Available data below:
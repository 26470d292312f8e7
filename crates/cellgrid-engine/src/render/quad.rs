use wgpu::util::DeviceExt;

use super::common::{QUAD_VERTEX_COUNT, QUAD_VERTICES, QuadVertex};
use super::{RenderCtx, RenderTarget};

/// Single solid quad renderer.
///
/// Draws the base quad once, centered in clip space, with the fill color
/// baked into the fragment stage. No bind groups, no uniforms; this is the
/// smallest complete pipeline in the engine.
#[derive(Default)]
pub struct QuadRenderer {
    pipeline_format: Option<wgpu::TextureFormat>,
    pipeline: Option<wgpu::RenderPipeline>,

    quad_vbo: Option<wgpu::Buffer>,
}

impl QuadRenderer {
    pub fn new() -> Self {
        Self::default()
    }

    /// Records one quad draw into `target`.
    ///
    /// The target is expected to be cleared already; this pass loads the
    /// existing contents.
    pub fn render(&mut self, ctx: &RenderCtx<'_>, target: &mut RenderTarget<'_>) {
        self.ensure_pipeline(ctx);
        self.ensure_buffers(ctx);

        let Some(pipeline) = self.pipeline.as_ref() else { return };
        let Some(quad_vbo) = self.quad_vbo.as_ref() else { return };

        let mut rpass = target.encoder.begin_render_pass(&wgpu::RenderPassDescriptor {
            label: Some("cellgrid quad pass"),
            color_attachments: &[Some(wgpu::RenderPassColorAttachment {
                view: target.color_view,
                resolve_target: None,
                ops: wgpu::Operations {
                    load: wgpu::LoadOp::Load,
                    store: wgpu::StoreOp::Store,
                },
                depth_slice: None,
            })],
            depth_stencil_attachment: None,
            timestamp_writes: None,
            occlusion_query_set: None,
            multiview_mask: None,
        });

        rpass.set_pipeline(pipeline);
        rpass.set_vertex_buffer(0, quad_vbo.slice(..));
        rpass.draw(0..QUAD_VERTEX_COUNT, 0..1);
    }

    fn ensure_pipeline(&mut self, ctx: &RenderCtx<'_>) {
        if self.pipeline_format == Some(ctx.surface_format) && self.pipeline.is_some() {
            return;
        }

        let shader = ctx.device.create_shader_module(wgpu::ShaderModuleDescriptor {
            label: Some("cellgrid quad shader"),
            source: wgpu::ShaderSource::Wgsl(include_str!("shaders/quad.wgsl").into()),
        });

        let pipeline_layout =
            ctx.device
                .create_pipeline_layout(&wgpu::PipelineLayoutDescriptor {
                    label: Some("cellgrid quad pipeline layout"),
                    bind_group_layouts: &[],
                    immediate_size: 0,
                });

        let pipeline = ctx.device.create_render_pipeline(&wgpu::RenderPipelineDescriptor {
            label: Some("cellgrid quad pipeline"),
            layout: Some(&pipeline_layout),

            vertex: wgpu::VertexState {
                module: &shader,
                entry_point: Some("vs_main"),
                compilation_options: Default::default(),
                buffers: &[QuadVertex::layout()],
            },

            fragment: Some(wgpu::FragmentState {
                module: &shader,
                entry_point: Some("fs_main"),
                compilation_options: Default::default(),
                targets: &[Some(wgpu::ColorTargetState {
                    format: ctx.surface_format,
                    blend: None,
                    write_mask: wgpu::ColorWrites::ALL,
                })],
            }),

            primitive: wgpu::PrimitiveState {
                topology: wgpu::PrimitiveTopology::TriangleList,
                strip_index_format: None,
                front_face: wgpu::FrontFace::Ccw,
                cull_mode: None,
                polygon_mode: wgpu::PolygonMode::Fill,
                unclipped_depth: false,
                conservative: false,
            },

            depth_stencil: None,
            multisample: wgpu::MultisampleState::default(),
            multiview_mask: None,
            cache: None,
        });

        self.pipeline_format = Some(ctx.surface_format);
        self.pipeline = Some(pipeline);
    }

    fn ensure_buffers(&mut self, ctx: &RenderCtx<'_>) {
        if self.quad_vbo.is_some() {
            return;
        }

        // Uploaded once; immutable afterwards.
        let quad_vbo = ctx
            .device
            .create_buffer_init(&wgpu::util::BufferInitDescriptor {
                label: Some("cellgrid quad vertices"),
                contents: bytemuck::cast_slice(&QUAD_VERTICES),
                usage: wgpu::BufferUsages::VERTEX | wgpu::BufferUsages::COPY_DST,
            });

        self.quad_vbo = Some(quad_vbo);
    }
}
End of Available data.
_Try it_.
A verbatim copy of all the entries is the expected result.

_Response to the task_.
repository 26470d292312f8e7
filename crates/cellgrid-engine/src/render/quad.rs
use wgpu::util::DeviceExt;

use super::common::{QUAD_VERTEX_COUNT, QUAD_VERTICES, QuadVertex};
use super::{RenderCtx, RenderTarget};

/// Single solid quad renderer.
///
/// Draws the base quad once, centered in clip space, with the fill color
/// baked into the fragment stage. No bind groups, no uniforms; this is the
/// smallest complete pipeline in the engine.
#[derive(Default)]
pub struct QuadRenderer {
    pipeline_format: Option<wgpu::TextureFormat>,
    pipeline: Option<wgpu::RenderPipeline>,

    quad_vbo: Option<wgpu::Buffer>,
}

impl QuadRenderer {
    pub fn new() -> Self {
        Self::default()
    }

    /// Records one quad draw into `target`.
    ///
    /// The target is expected to be cleared already; this pass loads the
    /// existing contents.
    pub fn render(&mut self, ctx: &RenderCtx<'_>, target: &mut RenderTarget<'_>) {
        self.ensure_pipeline(ctx);
        self.ensure_buffers(ctx);

        let Some(pipeline) = self.pipeline.as_ref() else { return };
        let Some(quad_vbo) = self.quad_vbo.as_ref() else { return };

        let mut rpass = target.encoder.begin_render_pass(&wgpu::RenderPassDescriptor {
            label: Some("cellgrid quad pass"),
            color_attachments: &[Some(wgpu::RenderPassColorAttachment {
                view: target.color_view,
                resolve_target: None,
                ops: wgpu::Operations {
                    load: wgpu::LoadOp::Load,
                    store: wgpu::StoreOp::Store,
                },
                depth_slice: None,
            })],
            depth_stencil_attachment: None,
            timestamp_writes: None,
            occlusion_query_set: None,
            multiview_mask: None,
        });

        rpass.set_pipeline(pipeline);
        rpass.set_vertex_buffer(0, quad_vbo.slice(..));
        rpass.draw(0..QUAD_VERTEX_COUNT, 0..1);
    }

    fn ensure_pipeline(&mut self, ctx: &RenderCtx<'_>) {
        if self.pipeline_format == Some(ctx.surface_format) && self.pipeline.is_some() {
            return;
        }

        let shader = ctx.device.create_shader_module(wgpu::ShaderModuleDescriptor {
            label: Some("cellgrid quad shader"),
            source: wgpu::ShaderSource::Wgsl(include_str!("shaders/quad.wgsl").into()),
        });

        let pipeline_layout =
            ctx.device
                .create_pipeline_layout(&wgpu::PipelineLayoutDescriptor {
                    label: Some("cellgrid quad pipeline layout"),
                    bind_group_layouts: &[],
                    immediate_size: 0,
                });

        let pipeline = ctx.device.create_render_pipeline(&wgpu::RenderPipelineDescriptor {
            label: Some("cellgrid quad pipeline"),
            layout: Some(&pipeline_layout),

            vertex: wgpu::VertexState {
                module: &shader,
                entry_point: Some("vs_main"),
                compilation_options: Default::default(),
                buffers: &[QuadVertex::layout()],
            },

            fragment: Some(wgpu::FragmentState {
                module: &shader,
                entry_point: Some("fs_main"),
                compilation_options: Default::default(),
                targets: &[Some(wgpu::ColorTargetState {
                    format: ctx.surface_format,
                    blend: None,
                    write_mask: wgpu::ColorWrites::ALL,
                })],
            }),

            primitive: wgpu::PrimitiveState {
                topology: wgpu::PrimitiveTopology::TriangleList,
                strip_index_format: None,
                front_face: wgpu::FrontFace::Ccw,
                cull_mode: None,
                polygon_mode: wgpu::PolygonMode::Fill,
                unclipped_depth: false,
                conservative: false,
            },

            depth_stencil: None,
            multisample: wgpu::MultisampleState::default(),
            multiview_mask: None,
            cache: None,
        });

        self.pipeline_format = Some(ctx.surface_format);
        self.pipeline = Some(pipeline);
    }

    fn ensure_buffers(&mut self, ctx: &RenderCtx<'_>) {
        if self.quad_vbo.is_some() {
            return;
        }

        // Uploaded once; immutable afterwards.
        let quad_vbo = ctx
            .device
            .create_buffer_init(&wgpu::util::BufferInitDescriptor {
                label: Some("cellgrid quad vertices"),
                contents: bytemuck::cast_slice(&QUAD_VERTICES),
                usage: wgpu::BufferUsages::VERTEX | wgpu::BufferUsages::COPY_DST,
            });

        self.quad_vbo = Some(quad_vbo);
    }
}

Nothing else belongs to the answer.